**Activity**: In your answer, transcribe all of the data exactly.

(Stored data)
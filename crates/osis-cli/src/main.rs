//! # osis CLI entry point
//!
//! Parses command-line arguments, loads the configuration from the
//! environment, and dispatches to subcommand handlers.

use std::path::PathBuf;
use std::process::ExitCode;

use clap::{Parser, Subcommand};
use tracing_subscriber::EnvFilter;

use osis_core::config::LogFormat;
use osis_core::AdmissionConfig;

use osis_cli::checklist::{run_access_condition, run_checklist, AccessConditionArgs, ChecklistArgs};
use osis_cli::decision::{run_cdd, run_send_to_cdd, run_sic, CddArgs, SendToCddArgs, SicArgs};
use osis_cli::proposition::{
    run_complete, run_init, run_list, run_lock, run_request_documents, run_show, run_submit,
    CompleteArgs, IdArgs, InitArgs, ListArgs, RequestDocumentsArgs, ShowArgs, SubmitArgs,
};
use osis_cli::Contexte;

/// Doctoral admission propositions, from draft to final decision.
#[derive(Parser, Debug)]
#[command(name = "osis", version, about, long_about = None)]
struct Cli {
    /// Enable verbose output. Repeat for more verbosity (-v, -vv, -vvv).
    #[arg(short, long, action = clap::ArgAction::Count, global = true)]
    verbose: u8,

    /// Who is acting (candidate registration number or manager id).
    #[arg(long, global = true, default_value = "osis-cli")]
    author: String,

    /// Proposition store directory. Overrides OSIS_STATE_DIR.
    #[arg(long, global = true)]
    state_dir: Option<PathBuf>,

    #[command(subcommand)]
    command: Commands,
}

#[derive(Subcommand, Debug)]
enum Commands {
    /// Create a draft proposition.
    Init(InitArgs),
    /// Fill in the project, funding and prior research of a draft.
    Complete(CompleteArgs),
    /// Print a proposition.
    Show(ShowArgs),
    /// Lock the project for signatures.
    Lock(IdArgs),
    /// Submit the proposition.
    Submit(SubmitArgs),
    /// Hand the proposition to the faculty for a decision.
    SendToCdd(SendToCddArgs),
    /// Faculty decision (approve, refuse).
    Cdd(CddArgs),
    /// Central administration decision (approve, refuse).
    Sic(SicArgs),
    /// Ask the candidate for documents.
    RequestDocuments(RequestDocumentsArgs),
    /// Prior-studies review.
    Checklist(ChecklistArgs),
    /// Record the access condition.
    AccessCondition(AccessConditionArgs),
    /// List propositions.
    List(ListArgs),
}

fn main() -> ExitCode {
    let cli = Cli::parse();

    let mut config = match AdmissionConfig::from_env() {
        Ok(config) => config,
        Err(e) => {
            eprintln!("invalid configuration: {e}");
            return ExitCode::from(1);
        }
    };
    if let Some(dir) = cli.state_dir.clone() {
        config.state_dir = dir;
    }

    init_tracing(cli.verbose, config.log_format);
    tracing::debug!(state_dir = %config.state_dir.display(), "osis CLI starting");

    let ctx = Contexte::new(config, cli.author.clone());
    let result = match &cli.command {
        Commands::Init(args) => run_init(args, &ctx),
        Commands::Complete(args) => run_complete(args, &ctx),
        Commands::Show(args) => run_show(args, &ctx),
        Commands::Lock(args) => run_lock(args, &ctx),
        Commands::Submit(args) => run_submit(args, &ctx),
        Commands::SendToCdd(args) => run_send_to_cdd(args, &ctx),
        Commands::Cdd(args) => run_cdd(args, &ctx),
        Commands::Sic(args) => run_sic(args, &ctx),
        Commands::RequestDocuments(args) => run_request_documents(args, &ctx),
        Commands::Checklist(args) => run_checklist(args, &ctx),
        Commands::AccessCondition(args) => run_access_condition(args, &ctx),
        Commands::List(args) => run_list(args, &ctx),
    };

    match result {
        Ok(code) => ExitCode::from(code),
        Err(e) => {
            tracing::error!("{e:#}");
            ExitCode::from(1)
        }
    }
}

/// `RUST_LOG` wins over `-v`. Events go to stderr so command output on
/// stdout stays parseable.
fn init_tracing(verbose: u8, format: LogFormat) {
    let filter = EnvFilter::try_from_default_env().unwrap_or_else(|_| match verbose {
        0 => EnvFilter::new("warn"),
        1 => EnvFilter::new("info"),
        2 => EnvFilter::new("debug"),
        _ => EnvFilter::new("trace"),
    });

    let builder = tracing_subscriber::fmt()
        .with_env_filter(filter)
        .with_target(false)
        .with_writer(std::io::stderr);
    match format {
        LogFormat::Json => builder.json().init(),
        LogFormat::Text => builder.init(),
    }
}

**Answer area**:
filename crates/osis-cli/src/main.rs
//! # osis CLI entry point
//!
//! Parses command-line arguments, loads the configuration from the
//! environment, and dispatches to subcommand handlers.

use std::path::PathBuf;
use std::process::ExitCode;

use clap::{Parser, Subcommand};
use tracing_subscriber::EnvFilter;

use osis_core::config::LogFormat;
use osis_core::AdmissionConfig;

use osis_cli::checklist::{run_access_condition, run_checklist, AccessConditionArgs, ChecklistArgs};
use osis_cli::decision::{run_cdd, run_send_to_cdd, run_sic, CddArgs, SendToCddArgs, SicArgs};
use osis_cli::proposition::{
    run_complete, run_init, run_list, run_lock, run_request_documents, run_show, run_submit,
    CompleteArgs, IdArgs, InitArgs, ListArgs, RequestDocumentsArgs, ShowArgs, SubmitArgs,
};
use osis_cli::Contexte;

/// Doctoral admission propositions, from draft to final decision.
#[derive(Parser, Debug)]
#[command(name = "osis", version, about, long_about = None)]
struct Cli {
    /// Enable verbose output. Repeat for more verbosity (-v, -vv, -vvv).
    #[arg(short, long, action = clap::ArgAction::Count, global = true)]
    verbose: u8,

    /// Who is acting (candidate registration number or manager id).
    #[arg(long, global = true, default_value = "osis-cli")]
    author: String,

    /// Proposition store directory. Overrides OSIS_STATE_DIR.
    #[arg(long, global = true)]
    state_dir: Option<PathBuf>,

    #[command(subcommand)]
    command: Commands,
}

#[derive(Subcommand, Debug)]
enum Commands {
    /// Create a draft proposition.
    Init(InitArgs),
    /// Fill in the project, funding and prior research of a draft.
    Complete(CompleteArgs),
    /// Print a proposition.
    Show(ShowArgs),
    /// Lock the project for signatures.
    Lock(IdArgs),
    /// Submit the proposition.
    Submit(SubmitArgs),
    /// Hand the proposition to the faculty for a decision.
    SendToCdd(SendToCddArgs),
    /// Faculty decision (approve, refuse).
    Cdd(CddArgs),
    /// Central administration decision (approve, refuse).
    Sic(SicArgs),
    /// Ask the candidate for documents.
    RequestDocuments(RequestDocumentsArgs),
    /// Prior-studies review.
    Checklist(ChecklistArgs),
    /// Record the access condition.
    AccessCondition(AccessConditionArgs),
    /// List propositions.
    List(ListArgs),
}

fn main() -> ExitCode {
    let cli = Cli::parse();

    let mut config = match AdmissionConfig::from_env() {
        Ok(config) => config,
        Err(e) => {
            eprintln!("invalid configuration: {e}");
            return ExitCode::from(1);
        }
    };
    if let Some(dir) = cli.state_dir.clone() {
        config.state_dir = dir;
    }

    init_tracing(cli.verbose, config.log_format);
    tracing::debug!(state_dir = %config.state_dir.display(), "osis CLI starting");

    let ctx = Contexte::new(config, cli.author.clone());
    let result = match &cli.command {
        Commands::Init(args) => run_init(args, &ctx),
        Commands::Complete(args) => run_complete(args, &ctx),
        Commands::Show(args) => run_show(args, &ctx),
        Commands::Lock(args) => run_lock(args, &ctx),
        Commands::Submit(args) => run_submit(args, &ctx),
        Commands::SendToCdd(args) => run_send_to_cdd(args, &ctx),
        Commands::Cdd(args) => run_cdd(args, &ctx),
        Commands::Sic(args) => run_sic(args, &ctx),
        Commands::RequestDocuments(args) => run_request_documents(args, &ctx),
        Commands::Checklist(args) => run_checklist(args, &ctx),
        Commands::AccessCondition(args) => run_access_condition(args, &ctx),
        Commands::List(args) => run_list(args, &ctx),
    };

    match result {
        Ok(code) => ExitCode::from(code),
        Err(e) => {
            tracing::error!("{e:#}");
            ExitCode::from(1)
        }
    }
}

/// `RUST_LOG` wins over `-v`. Events go to stderr so command output on
/// stdout stays parseable.
fn init_tracing(verbose: u8, format: LogFormat) {
    let filter = EnvFilter::try_from_default_env().unwrap_or_else(|_| match verbose {
        0 => EnvFilter::new("warn"),
        1 => EnvFilter::new("info"),
        2 => EnvFilter::new("debug"),
        _ => EnvFilter::new("trace"),
    });

    let builder = tracing_subscriber::fmt()
        .with_env_filter(filter)
        .with_target(false)
        .with_writer(std::io::stderr);
    match format {
        LogFormat::Json => builder.json().init(),
        LogFormat::Text => builder.init(),
    }
}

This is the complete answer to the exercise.